Photoelectrochemical immunoassay of carcinoembryonic antigen based on hollow In₂O₃/In₂S₃ nanocolumn

This work presents a split-type photoelectrochemical (PEC) immunoassay platform for ultrasensitive determination carcinoembryonic antigen (CEA) using In2O3/In2S3 nanocolumn as the photoactive matrix. Initially, In2O3/In2S3 nanocolumn with high photocurrent response was obtained by vulcanizing metal-organic framework-derived hollow In2O3 nanomaterials for surface modification. Subsequently, sandwich immunoreactions were conducted utilizing an alkaline phosphatase-labeled secondary antibody that served as a signal pointer. A large amount of ascorbic acid was produced by the biocatalytic reaction, which enhanced the anodic photocurrent of the In2O3/In2S3 nanocolumn-modified electrode.
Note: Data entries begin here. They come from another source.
impl DecisionEngine {
    pub fn new(config: EngineConfig) -> Self {
        Self { config }
    }

    /// Run the full pipeline for one evaluation.
    pub fn decide(&self, input: DecisionInput<'_>) -> DecisionOutcome {
        let ctx = input.ctx;
        let mut portfolio = input.portfolio.clone();
        let price = ctx.latest_price;
        let lot = self.config.lot_size as f64;
        let g = &self.config.guardrails;

        let mut notes: Vec<String> = Vec::new();
        let mut error: Option<String> = None;

        // --- Readiness gate override -------------------------------------
        if let Some(ext) = &input.external {
            if ext.source == DecisionSource::ReadinessGate {
                let record = self.assemble(
                    ctx,
                    &portfolio,
                    DecisionSource::ReadinessGate,
                    ActionKind::Hold,
                    0.0,
                    0.0,
                    FillResult::none(price),
                    CONF_MIN,
                    ext.reasoning.clone(),
                    ext.readiness_reasons.clone(),
                    None,
                    input.external.as_ref(),
                );
                return DecisionOutcome { record, portfolio };
            }
        }

        // --- Baseline -----------------------------------------------------
        let held = portfolio.holding_shares(&ctx.symbol);
        let (source, mut action, mut confidence, mut requested, base_reasoning) =
            match &input.external {
                Some(ext) => (
                    ext.source,
                    ext.action,
                    ext.confidence,
                    ext.quantity,
                    ext.reasoning.clone(),
                ),
                None => {
                    let h: HeuristicDecision =
                        heuristic::evaluate(ctx, input.style, input.risk, held);
                    let qty = h.lots as f64 * lot;
                    (
                        DecisionSource::RuleHeuristic,
                        h.action,
                        h.confidence,
                        qty,
                        format!(
                            "{} baseline ({})",
                            input.style, input.risk
                        ),
                    )
                }
            };
        let requested_quantity = requested;

        // --- Long-only guard ----------------------------------------------
        if action == ActionKind::Sell && held <= 0.0 {
            action = ActionKind::Hold;
            requested = 0.0;
            notes.push("long_only: no shares to sell, coerced to hold".to_string());
        }

        // --- Anti-stall entries (flat + hold only) ------------------------
        if action == ActionKind::Hold && portfolio.holdings.is_empty() {
            let rsi = ctx.features.daily.rsi_14.unwrap_or(50.0);
            let not_bearish = ctx.trend != crate::features::context::TrendState::Bearish;

            if input.flat_cycles >= g.flat_entry_min_cycles
                && not_bearish
                && rsi <= g.flat_entry_max_rsi
            {
                action = ActionKind::Buy;
                requested = g.flat_entry_lots as f64 * lot;
                notes.push(format!(
                    "flat_entry: {} cycles flat, entering {} lot(s)",
                    input.flat_cycles, g.flat_entry_lots
                ));
            } else if input.style == TradingStyle::MeanReversion
                && input.risk == RiskProfile::Conservative
                && input.flat_cycles >= g.conservative_probe_min_cycles
                && not_bearish
                && rsi <= g.conservative_probe_max_rsi
            {
                let ret_5 = ctx.features.intraday.ret_5.unwrap_or(0.0);
                let ret_20 = ctx.features.intraday.ret_20.unwrap_or(0.0);
                if ret_5 <= g.conservative_probe_max_ret || ret_20 <= g.conservative_probe_max_ret {
                    action = ActionKind::Buy;
                    requested = g.conservative_probe_lots as f64 * lot;
                    notes.push(format!(
                        "conservative_probe: {} cycles flat, probing {} lot(s)",
                        input.flat_cycles, g.conservative_probe_lots
                    ));
                }
            }
        }

        // --- Opening-phase cap --------------------------------------------
        if ctx.opening_phase_active && action != ActionKind::Hold {
            let cap = g.opening_phase_max_lots as f64 * lot;
            if requested > cap {
                requested = cap;
                notes.push("opening_phase: quantity capped".to_string());
            }
            if confidence > g.opening_phase_max_confidence {
                confidence = g.opening_phase_max_confidence;
                notes.push("opening_phase: confidence capped".to_string());
            }
        }

        // --- Buy-side guardrails ------------------------------------------
        if action == ActionKind::Buy && price > 0.0 {
            let total_balance = portfolio.total_balance();

            // Turnover throttle (1.0 = disabled).
            if g.turnover_throttle_pct < 1.0 {
                let max_notional = total_balance * g.turnover_throttle_pct;
                let cap = lot_floor(max_notional / price, lot);
                if requested > cap {
                    requested = cap;
                    notes.push("turnover_throttle: quantity clipped".to_string());
                }
            }

            // Position-count cap for new symbols.
            if held <= 0.0 && portfolio.holdings.len() >= g.max_position_count {
                action = ActionKind::Hold;
                requested = 0.0;
                notes.push(format!(
                    "position_cap: already holding {} symbols",
                    portfolio.holdings.len()
                ));
            }

            // Symbol concentration cap (1.0 = disabled).
            if action == ActionKind::Buy && g.max_symbol_concentration_pct < 1.0 {
                let current_value = portfolio
                    .holding(&ctx.symbol)
                    .map(Holding::market_value)
                    .unwrap_or(0.0);
                let allowed_notional =
                    total_balance * g.max_symbol_concentration_pct - current_value;
                let cap = lot_floor((allowed_notional / price).max(0.0), lot);
                if requested > cap {
                    requested = cap;
                    notes.push("concentration_cap: quantity clipped".to_string());
                }
                if requested <= 0.0 {
                    action = ActionKind::Hold;
                    notes.push("concentration_cap: no room left on symbol".to_string());
                }
            }

            // Cash reserve floor (0.0 = disabled).
            if action == ActionKind::Buy && g.min_cash_reserve_pct > 0.0 {
                let reserve = total_balance * g.min_cash_reserve_pct;
                let budget = portfolio.cash - reserve;
                let cap = lot_floor(
                    (budget / (price * (1.0 + self.config.fee_rate))).max(0.0),
                    lot,
                );
                if requested > cap {
                    requested = cap;
                    notes.push("cash_reserve: quantity clipped".to_string());
                }
                if requested < lot {
                    action = ActionKind::Hold;
                    requested = 0.0;
                    notes.push("cash_reserve: cannot fill one lot above reserve".to_string());
                }
            }
        }

        // --- Fill simulation ----------------------------------------------
        let fill = match action {
            ActionKind::Buy => {
                let fill = self.fill_buy(&mut portfolio, &ctx.symbol, price, requested);
                if fill.filled_quantity <= 0.0 {
                    action = ActionKind::Hold;
                    error = Some("insufficient_cash".to_string());
                    notes.push("fill: insufficient cash, coerced to hold".to_string());
                }
                fill
            }
            ActionKind::Sell => {
                let fill = self.fill_sell(&mut portfolio, &ctx.symbol, price, requested);
                if fill.filled_quantity <= 0.0 {
                    action = ActionKind::Hold;
                    error = Some("insufficient_shares".to_string());
                    notes.push("fill: insufficient shares, coerced to hold".to_string());
                }
                fill
            }
            ActionKind::Hold => FillResult::none(price),
        };

        debug!(
            trader_id = %ctx.trader_id,
            cycle = ctx.cycle_number,
            symbol = %ctx.symbol,
            action = %action,
            requested = requested_quantity,
            filled = fill.filled_quantity,
            source = %source,
            "decision evaluated"
        );

        let record = self.assemble(
            ctx,
            &portfolio,
            source,
            action,
            requested,
            requested_quantity,
            fill,
            confidence,
            join_reasoning(&base_reasoning, &notes),
            notes,
            error,
            input.external.as_ref(),
        );
        DecisionOutcome { record, portfolio }
    }

    // -------------------------------------------------------------------------
    // Fill simulation
    // -------------------------------------------------------------------------

    fn fill_buy(
        &self,
        portfolio: &mut PortfolioState,
        symbol: &str,
        price: f64,
        requested: f64,
    ) -> FillResult {
        if price <= 0.0 || requested <= 0.0 {
            return FillResult::none(price);
        }
        let lot = self.config.lot_size as f64;
        let affordable = lot_floor(
            (portfolio.cash / (price * (1.0 + self.config.fee_rate))).floor(),
            lot,
        );
        let filled = lot_floor(requested, lot).min(affordable);
        if filled <= 0.0 {
            return FillResult::none(price);
        }

        let notional = filled * price;
        let fee = round2(notional * self.config.fee_rate);
        portfolio.cash -= notional + fee;

        match portfolio.holdings.iter_mut().find(|h| h.symbol == symbol) {
            Some(h) => {
                let total_shares = h.shares + filled;
                h.avg_cost = (h.avg_cost * h.shares + notional) / total_shares;
                h.shares = total_shares;
                h.mark_price = price;
            }
            None => portfolio.holdings.push(Holding {
                symbol: symbol.to_string(),
                shares: filled,
                avg_cost: price,
                mark_price: price,
            }),
        }

        FillResult {
            filled_quantity: filled,
            filled_notional: notional,
            fee_paid: fee,
            realized_pnl: 0.0,
            price,
        }
    }

    fn fill_sell(
        &self,
        portfolio: &mut PortfolioState,
        symbol: &str,
        price: f64,
        requested: f64,
    ) -> FillResult {
        if price <= 0.0 || requested <= 0.0 {
            return FillResult::none(price);
        }
        let lot = self.config.lot_size as f64;
        let held = portfolio.holding_shares(symbol);
        let sellable = lot_floor(held, lot);
        let filled = lot_floor(requested, lot).min(sellable);
        if filled <= 0.0 {
            return FillResult::none(price);
        }

        let avg_cost = portfolio
            .holding(symbol)
            .map(|h| h.avg_cost)
            .unwrap_or(price);
        let notional = filled * price;
        let fee = round2(notional * self.config.fee_rate);
        let realized = round2((price - avg_cost) * filled - fee);

        portfolio.cash += notional - fee;
        if let Some(h) = portfolio.holdings.iter_mut().find(|h| h.symbol == symbol) {
            h.shares -= filled;
            h.mark_price = price;
        }
        portfolio.holdings.retain(|h| h.shares > 0.0);

        FillResult {
            filled_quantity: filled,
            filled_notional: notional,
            fee_paid: fee,
            realized_pnl: realized,
            price,
        }
    }

    // -------------------------------------------------------------------------
    // Record assembly
    // -------------------------------------------------------------------------

    #[allow(clippy::too_many_arguments)]
    fn assemble(
        &self,
        ctx: &AgentContext,
        portfolio: &PortfolioState,
        source: DecisionSource,
        action: ActionKind,
        quantity: f64,
        requested_quantity: f64,
        fill: FillResult,
        confidence: f64,
        reasoning: String,
        execution_log: Vec<String>,
        error: Option<String>,
        external: Option<&ExternalDecision>,
    ) -> DecisionRecord {
        let now = Utc::now().to_rfc3339();
        let executed = action != ActionKind::Hold && fill.filled_quantity > 0.0;
        let confidence = confidence.clamp(CONF_MIN, CONF_MAX);

        let (stop_loss, take_profit) = match action {
            ActionKind::Buy if executed => (
                Some(round2(fill.price * (1.0 - STOP_LOSS_PCT))),
                Some(round2(fill.price * (1.0 + TAKE_PROFIT_PCT))),
            ),
            ActionKind::Sell if executed => (
                Some(round2(fill.price * (1.0 + STOP_LOSS_PCT))),
                Some(round2(fill.price * (1.0 - TAKE_PROFIT_PCT))),
            ),
            _ => (None, None),
        };

        let sub = SubDecision {
            action,
            symbol: ctx.symbol.clone(),
            quantity,
            requested_quantity,
            executed,
            filled_quantity: fill.filled_quantity,
            filled_notional: round2(fill.filled_notional),
            fee_paid: fill.fee_paid,
            realized_pnl: fill.realized_pnl,
            price: fill.price,
            stop_loss,
            take_profit,
            confidence,
            reasoning: truncate(&reasoning, 320),
            order_id: Uuid::new_v4().to_string(),
            timestamp: now.clone(),
            success: true,
            error,
        };

        let reasoning_steps_cn = reasoning_steps(ctx, source, &sub);

        DecisionRecord {
            timestamp: now,
            cycle_number: ctx.cycle_number,
            system_prompt: external.map(|e| e.system_prompt.clone()).unwrap_or_default(),
            input_prompt: external.map(|e| e.input_prompt.clone()).unwrap_or_default(),
            cot_trace: external.map(|e| e.cot_trace.clone()).unwrap_or_default(),
            decision_json: external
                .map(|e| e.raw_json.clone())
                .unwrap_or(serde_json::Value::Null),
            decision_source: source,
            account_state: AccountState::of(portfolio),
            positions: portfolio.holdings.clone(),
            candidate_coins: ctx.candidates.clone(),
            decisions: vec![sub],
            execution_log,
            success: true,
            error_message: None,
            reasoning_steps_cn,
        }
    }
}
Under optimized conditions, the In2O3/In2S3 nanocolumn-based PEC immunoassay exhibited a promising photocurrent response to the target CEA in the operational scope of 0.02 ng/mL to 10 ng/mL, with a limit of detection of 8.4 pg/mL. Benefiting from the excellent photoelectrochemical response of In2O3/In2S3 nanocolumn to ascorbic acid and the separated detection operation, the constructed PEC immunosensing platform has the advantages of great precision and strong anti-jamming capability, and the detection results are comparable to those of commercial ELISA kits. Collectively, this study not only offered an efficacious semiconducting surface modification strategy to enhance photocurrent response activity, but also offered a novel thought for the sensitive measurement of a marker of cancer.